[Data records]
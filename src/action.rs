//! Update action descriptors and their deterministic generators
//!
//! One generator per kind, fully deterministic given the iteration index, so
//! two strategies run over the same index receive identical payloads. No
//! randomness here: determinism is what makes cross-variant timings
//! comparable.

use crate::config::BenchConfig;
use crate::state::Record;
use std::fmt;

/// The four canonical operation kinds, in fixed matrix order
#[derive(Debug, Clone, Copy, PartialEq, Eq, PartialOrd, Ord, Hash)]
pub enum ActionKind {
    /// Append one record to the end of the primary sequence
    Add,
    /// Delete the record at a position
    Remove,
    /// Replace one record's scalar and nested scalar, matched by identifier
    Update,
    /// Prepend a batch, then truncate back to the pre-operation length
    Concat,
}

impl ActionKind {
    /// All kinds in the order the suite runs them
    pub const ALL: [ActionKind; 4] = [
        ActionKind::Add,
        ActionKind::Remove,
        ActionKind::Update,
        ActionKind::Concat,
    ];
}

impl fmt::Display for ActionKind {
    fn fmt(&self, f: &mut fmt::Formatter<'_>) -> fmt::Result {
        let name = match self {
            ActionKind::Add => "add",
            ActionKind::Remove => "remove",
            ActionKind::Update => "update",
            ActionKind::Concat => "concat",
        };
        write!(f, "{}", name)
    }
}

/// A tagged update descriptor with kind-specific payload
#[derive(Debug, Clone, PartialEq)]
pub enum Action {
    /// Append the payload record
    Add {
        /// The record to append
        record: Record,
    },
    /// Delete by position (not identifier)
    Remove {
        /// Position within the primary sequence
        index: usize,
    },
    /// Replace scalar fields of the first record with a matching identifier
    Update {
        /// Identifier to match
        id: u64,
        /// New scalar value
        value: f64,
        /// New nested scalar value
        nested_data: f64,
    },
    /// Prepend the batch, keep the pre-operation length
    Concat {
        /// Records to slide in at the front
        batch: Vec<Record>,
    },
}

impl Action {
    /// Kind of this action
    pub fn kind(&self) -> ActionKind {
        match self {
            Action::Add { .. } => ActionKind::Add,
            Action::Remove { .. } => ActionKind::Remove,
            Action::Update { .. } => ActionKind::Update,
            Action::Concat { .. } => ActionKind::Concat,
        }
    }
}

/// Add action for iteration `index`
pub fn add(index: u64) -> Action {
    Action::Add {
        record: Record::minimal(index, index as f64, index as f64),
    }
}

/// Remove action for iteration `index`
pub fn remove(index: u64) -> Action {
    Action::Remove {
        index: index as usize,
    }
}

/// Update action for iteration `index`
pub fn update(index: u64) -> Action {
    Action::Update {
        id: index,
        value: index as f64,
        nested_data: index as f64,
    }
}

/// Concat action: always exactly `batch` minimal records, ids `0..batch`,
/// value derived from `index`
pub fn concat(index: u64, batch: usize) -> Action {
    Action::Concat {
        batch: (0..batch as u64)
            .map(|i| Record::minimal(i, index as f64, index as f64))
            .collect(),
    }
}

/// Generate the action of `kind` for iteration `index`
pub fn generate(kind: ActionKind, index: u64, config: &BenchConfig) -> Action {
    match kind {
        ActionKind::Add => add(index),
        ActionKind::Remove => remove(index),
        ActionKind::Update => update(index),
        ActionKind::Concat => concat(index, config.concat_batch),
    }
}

**Your assignment:** Reproduce the data shown above in its entirety, keeping each word as it is.

**Answer section:**
filename src/action.rs
//! Update action descriptors and their deterministic generators
//!
//! One generator per kind, fully deterministic given the iteration index, so
//! two strategies run over the same index receive identical payloads. No
//! randomness here: determinism is what makes cross-variant timings
//! comparable.

use crate::config::BenchConfig;
use crate::state::Record;
use std::fmt;

/// The four canonical operation kinds, in fixed matrix order
#[derive(Debug, Clone, Copy, PartialEq, Eq, PartialOrd, Ord, Hash)]
pub enum ActionKind {
    /// Append one record to the end of the primary sequence
    Add,
    /// Delete the record at a position
    Remove,
    /// Replace one record's scalar and nested scalar, matched by identifier
    Update,
    /// Prepend a batch, then truncate back to the pre-operation length
    Concat,
}

impl ActionKind {
    /// All kinds in the order the suite runs them
    pub const ALL: [ActionKind; 4] = [
        ActionKind::Add,
        ActionKind::Remove,
        ActionKind::Update,
        ActionKind::Concat,
    ];
}

impl fmt::Display for ActionKind {
    fn fmt(&self, f: &mut fmt::Formatter<'_>) -> fmt::Result {
        let name = match self {
            ActionKind::Add => "add",
            ActionKind::Remove => "remove",
            ActionKind::Update => "update",
            ActionKind::Concat => "concat",
        };
        write!(f, "{}", name)
    }
}

/// A tagged update descriptor with kind-specific payload
#[derive(Debug, Clone, PartialEq)]
pub enum Action {
    /// Append the payload record
    Add {
        /// The record to append
        record: Record,
    },
    /// Delete by position (not identifier)
    Remove {
        /// Position within the primary sequence
        index: usize,
    },
    /// Replace scalar fields of the first record with a matching identifier
    Update {
        /// Identifier to match
        id: u64,
        /// New scalar value
        value: f64,
        /// New nested scalar value
        nested_data: f64,
    },
    /// Prepend the batch, keep the pre-operation length
    Concat {
        /// Records to slide in at the front
        batch: Vec<Record>,
    },
}

impl Action {
    /// Kind of this action
    pub fn kind(&self) -> ActionKind {
        match self {
            Action::Add { .. } => ActionKind::Add,
            Action::Remove { .. } => ActionKind::Remove,
            Action::Update { .. } => ActionKind::Update,
            Action::Concat { .. } => ActionKind::Concat,
        }
    }
}

/// Add action for iteration `index`
pub fn add(index: u64) -> Action {
    Action::Add {
        record: Record::minimal(index, index as f64, index as f64),
    }
}

/// Remove action for iteration `index`
pub fn remove(index: u64) -> Action {
    Action::Remove {
        index: index as usize,
    }
}

/// Update action for iteration `index`
pub fn update(index: u64) -> Action {
    Action::Update {
        id: index,
        value: index as f64,
        nested_data: index as f64,
    }
}

/// Concat action: always exactly `batch` minimal records, ids `0..batch`,
/// value derived from `index`
pub fn concat(index: u64, batch: usize) -> Action {
    Action::Concat {
        batch: (0..batch as u64)
            .map(|i| Record::minimal(i, index as f64, index as f64))
            .collect(),
    }
}

/// Generate the action of `kind` for iteration `index`
pub fn generate(kind: ActionKind, index: u64, config: &BenchConfig) -> Action {
    match kind {
        ActionKind::Add => add(index),
        ActionKind::Remove => remove(index),
        ActionKind::Update => update(index),
        ActionKind::Concat => concat(index, config.concat_batch),
    }
}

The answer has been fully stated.